▸ **Directions for this task**: Your answer should be each line of the entries that contains the word "SeqCst", copied in full.

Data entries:
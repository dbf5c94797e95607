//! Time sources for the governor
//!
//! Window arithmetic uses wall-clock [`SystemTime`] because reset instants
//! are reported to callers as absolute timestamps.

use std::sync::Arc;
use std::sync::atomic::{AtomicU64, Ordering};
use std::time::{Duration, SystemTime, UNIX_EPOCH};

/// A source of the current time
pub trait Clock: Send + Sync {
    fn now(&self) -> SystemTime;
}

/// Reads the operating system's wall clock
#[derive(Debug, Default, Clone, Copy)]
pub struct SystemClock;

impl Clock for SystemClock {
    fn now(&self) -> SystemTime {
        SystemTime::now()
    }
}

impl<C: Clock + ?Sized> Clock for Arc<C> {
    fn now(&self) -> SystemTime {
        (**self).now()
    }
}

/// A clock that only moves when told to
///
/// Time is kept as milliseconds since the Unix epoch, which is the
/// resolution windows are reported in.
///
/// # Example
///
/// ```
/// use pfp_governor::{Clock, ManualClock};
/// use std::time::{Duration, UNIX_EPOCH};
///
/// let clock = ManualClock::from_millis(1_000);
/// clock.advance(Duration::from_millis(500));
/// assert_eq!(clock.now(), UNIX_EPOCH + Duration::from_millis(1_500));
/// ```
#[derive(Debug, Default)]
pub struct ManualClock {
    millis: AtomicU64,
}

impl ManualClock {
    /// Start the clock at `millis` milliseconds after the Unix epoch
    pub fn from_millis(millis: u64) -> Self {
        Self {
            millis: AtomicU64::new(millis),
        }
    }

    /// Move the clock forward
    pub fn advance(&self, by: Duration) {
        let by = u64::try_from(by.as_millis()).unwrap_or(u64::MAX);
        self.millis.fetch_add(by, Ordering::SeqCst);
    }

    /// Jump to an absolute instant (may move backwards)
    pub fn set(&self, to: SystemTime) {
        self.millis.store(to_millis(to), Ordering::SeqCst);
    }

    pub fn millis(&self) -> u64 {
        self.millis.load(Ordering::SeqCst)
    }
}

impl Clock for ManualClock {
    fn now(&self) -> SystemTime {
        UNIX_EPOCH + Duration::from_millis(self.millis())
    }
}

fn to_millis(t: SystemTime) -> u64 {
    t.duration_since(UNIX_EPOCH)
        .map(|d| u64::try_from(d.as_millis()).unwrap_or(u64::MAX))
        .unwrap_or(0)
}

#[cfg(test)]
mod tests {
    use super::*;

    #[test]
    fn test_manual_clock_advances() {
        let clock = ManualClock::from_millis(10);
        clock.advance(Duration::from_millis(5));
        clock.advance(Duration::from_secs(1));
        assert_eq!(clock.millis(), 1_015);
    }

    #[test]
    fn test_manual_clock_set_and_shared() {
        let clock = Arc::new(ManualClock::default());
        let shared: Arc<dyn Clock> = clock.clone();

        clock.set(UNIX_EPOCH + Duration::from_secs(42));
        assert_eq!(shared.now(), UNIX_EPOCH + Duration::from_secs(42));
    }

    #[test]
    fn test_system_clock_is_after_epoch() {
        assert!(SystemClock.now() > UNIX_EPOCH);
    }
}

▸ **Exercise solution**:
        self.millis.fetch_add(by, Ordering::SeqCst);
        self.millis.store(to_millis(to), Ordering::SeqCst);
        self.millis.load(Ordering::SeqCst)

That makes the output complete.